Activity >> Every line containing the string "discovery" should be returned from the records.

(Dataset entries)
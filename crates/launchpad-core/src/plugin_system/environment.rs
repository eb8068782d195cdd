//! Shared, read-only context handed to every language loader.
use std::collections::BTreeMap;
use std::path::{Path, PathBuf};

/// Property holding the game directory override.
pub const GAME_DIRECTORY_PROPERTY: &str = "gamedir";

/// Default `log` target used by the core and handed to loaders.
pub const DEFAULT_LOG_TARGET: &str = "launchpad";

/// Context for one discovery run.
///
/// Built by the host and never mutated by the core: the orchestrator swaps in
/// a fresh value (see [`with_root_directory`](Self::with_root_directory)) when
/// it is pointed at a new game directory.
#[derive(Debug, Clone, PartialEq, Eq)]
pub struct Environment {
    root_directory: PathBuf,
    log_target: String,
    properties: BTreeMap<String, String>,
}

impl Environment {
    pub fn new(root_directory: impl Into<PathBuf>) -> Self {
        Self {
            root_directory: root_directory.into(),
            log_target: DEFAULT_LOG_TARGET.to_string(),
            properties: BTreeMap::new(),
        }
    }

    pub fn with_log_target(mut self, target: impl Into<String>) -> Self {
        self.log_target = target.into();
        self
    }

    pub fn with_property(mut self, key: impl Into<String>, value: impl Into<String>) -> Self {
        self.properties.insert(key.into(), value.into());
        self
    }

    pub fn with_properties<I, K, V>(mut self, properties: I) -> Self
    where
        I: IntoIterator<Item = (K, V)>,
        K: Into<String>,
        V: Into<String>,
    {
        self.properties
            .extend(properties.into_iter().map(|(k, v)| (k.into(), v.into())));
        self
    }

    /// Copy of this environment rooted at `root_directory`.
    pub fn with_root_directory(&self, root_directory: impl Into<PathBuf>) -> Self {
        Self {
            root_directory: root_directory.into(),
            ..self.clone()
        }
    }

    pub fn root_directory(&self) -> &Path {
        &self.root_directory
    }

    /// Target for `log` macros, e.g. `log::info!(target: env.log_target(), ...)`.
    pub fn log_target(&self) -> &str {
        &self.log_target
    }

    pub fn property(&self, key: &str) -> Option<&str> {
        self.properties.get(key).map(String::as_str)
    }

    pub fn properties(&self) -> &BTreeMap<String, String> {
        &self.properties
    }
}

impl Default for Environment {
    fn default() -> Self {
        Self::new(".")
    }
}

...

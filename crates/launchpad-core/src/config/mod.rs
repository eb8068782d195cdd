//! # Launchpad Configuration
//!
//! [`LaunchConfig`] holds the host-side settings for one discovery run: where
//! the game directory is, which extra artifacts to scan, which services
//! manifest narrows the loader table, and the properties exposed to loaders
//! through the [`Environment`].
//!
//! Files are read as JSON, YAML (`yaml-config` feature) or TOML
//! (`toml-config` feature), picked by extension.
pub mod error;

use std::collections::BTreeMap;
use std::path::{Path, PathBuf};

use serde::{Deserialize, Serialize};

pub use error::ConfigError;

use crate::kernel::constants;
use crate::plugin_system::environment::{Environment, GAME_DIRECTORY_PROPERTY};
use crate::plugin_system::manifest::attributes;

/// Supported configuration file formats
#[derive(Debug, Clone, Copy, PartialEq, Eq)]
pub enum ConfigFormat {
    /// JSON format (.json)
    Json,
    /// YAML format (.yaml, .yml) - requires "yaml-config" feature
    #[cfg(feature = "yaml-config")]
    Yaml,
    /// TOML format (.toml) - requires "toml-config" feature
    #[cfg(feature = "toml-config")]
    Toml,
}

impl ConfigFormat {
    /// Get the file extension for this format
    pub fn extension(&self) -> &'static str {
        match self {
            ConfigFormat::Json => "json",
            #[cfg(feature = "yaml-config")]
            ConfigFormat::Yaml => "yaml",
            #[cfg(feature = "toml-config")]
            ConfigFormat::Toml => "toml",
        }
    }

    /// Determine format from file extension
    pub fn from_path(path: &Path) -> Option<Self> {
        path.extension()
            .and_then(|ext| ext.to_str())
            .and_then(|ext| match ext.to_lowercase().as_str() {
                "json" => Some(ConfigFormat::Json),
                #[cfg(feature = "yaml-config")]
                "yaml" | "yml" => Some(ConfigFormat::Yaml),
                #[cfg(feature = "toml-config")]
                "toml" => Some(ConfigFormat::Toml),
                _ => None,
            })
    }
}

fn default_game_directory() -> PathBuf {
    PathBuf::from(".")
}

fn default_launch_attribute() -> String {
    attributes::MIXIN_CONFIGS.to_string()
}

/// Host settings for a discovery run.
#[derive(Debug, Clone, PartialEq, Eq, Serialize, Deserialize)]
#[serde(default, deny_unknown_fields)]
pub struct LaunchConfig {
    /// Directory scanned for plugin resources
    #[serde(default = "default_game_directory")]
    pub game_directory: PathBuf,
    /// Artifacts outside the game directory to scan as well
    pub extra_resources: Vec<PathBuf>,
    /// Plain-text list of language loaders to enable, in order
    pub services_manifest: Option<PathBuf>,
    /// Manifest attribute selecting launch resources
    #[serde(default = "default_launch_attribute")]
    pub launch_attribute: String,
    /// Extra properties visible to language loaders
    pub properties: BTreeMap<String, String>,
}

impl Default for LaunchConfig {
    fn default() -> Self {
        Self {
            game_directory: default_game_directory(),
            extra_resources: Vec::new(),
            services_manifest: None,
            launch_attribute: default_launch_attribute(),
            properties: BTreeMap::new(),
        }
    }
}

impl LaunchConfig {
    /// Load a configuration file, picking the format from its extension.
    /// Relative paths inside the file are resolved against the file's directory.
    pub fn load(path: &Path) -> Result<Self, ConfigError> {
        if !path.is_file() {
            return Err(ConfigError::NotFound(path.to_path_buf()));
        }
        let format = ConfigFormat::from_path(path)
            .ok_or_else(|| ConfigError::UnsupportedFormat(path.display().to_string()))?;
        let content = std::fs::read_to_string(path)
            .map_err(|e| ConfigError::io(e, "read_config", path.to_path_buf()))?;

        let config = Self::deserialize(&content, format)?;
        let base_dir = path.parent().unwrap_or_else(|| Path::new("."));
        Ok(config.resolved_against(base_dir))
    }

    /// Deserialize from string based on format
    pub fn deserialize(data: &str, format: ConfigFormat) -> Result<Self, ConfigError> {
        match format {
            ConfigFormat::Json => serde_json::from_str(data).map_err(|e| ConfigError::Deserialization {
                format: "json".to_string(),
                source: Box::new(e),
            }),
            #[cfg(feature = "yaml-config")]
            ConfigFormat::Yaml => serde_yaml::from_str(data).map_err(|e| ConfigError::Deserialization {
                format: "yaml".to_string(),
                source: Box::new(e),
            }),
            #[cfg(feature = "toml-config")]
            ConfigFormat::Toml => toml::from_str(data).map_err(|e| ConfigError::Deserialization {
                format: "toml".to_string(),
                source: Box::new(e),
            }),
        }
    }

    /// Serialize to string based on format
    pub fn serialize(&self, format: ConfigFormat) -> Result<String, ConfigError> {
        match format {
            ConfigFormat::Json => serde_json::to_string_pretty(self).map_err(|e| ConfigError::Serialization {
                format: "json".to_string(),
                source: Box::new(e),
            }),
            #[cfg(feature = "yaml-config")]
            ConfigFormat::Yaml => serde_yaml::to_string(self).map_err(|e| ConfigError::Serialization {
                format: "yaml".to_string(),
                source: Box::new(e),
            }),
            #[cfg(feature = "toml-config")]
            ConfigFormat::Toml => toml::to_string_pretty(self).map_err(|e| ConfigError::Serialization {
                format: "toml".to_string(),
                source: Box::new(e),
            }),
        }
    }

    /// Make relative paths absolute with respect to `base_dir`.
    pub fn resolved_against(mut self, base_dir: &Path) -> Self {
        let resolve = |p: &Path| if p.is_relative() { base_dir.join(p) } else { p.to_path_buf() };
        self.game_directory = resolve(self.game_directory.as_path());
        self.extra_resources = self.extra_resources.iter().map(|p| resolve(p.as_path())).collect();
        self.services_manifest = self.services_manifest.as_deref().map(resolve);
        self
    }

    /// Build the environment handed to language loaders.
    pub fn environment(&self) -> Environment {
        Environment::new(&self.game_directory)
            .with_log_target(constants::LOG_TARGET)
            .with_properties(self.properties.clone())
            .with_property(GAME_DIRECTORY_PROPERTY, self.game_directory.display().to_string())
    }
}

Solved exercise >>
/// Context for one discovery run.
//! [`LaunchConfig`] holds the host-side settings for one discovery run: where
/// Host settings for a discovery run.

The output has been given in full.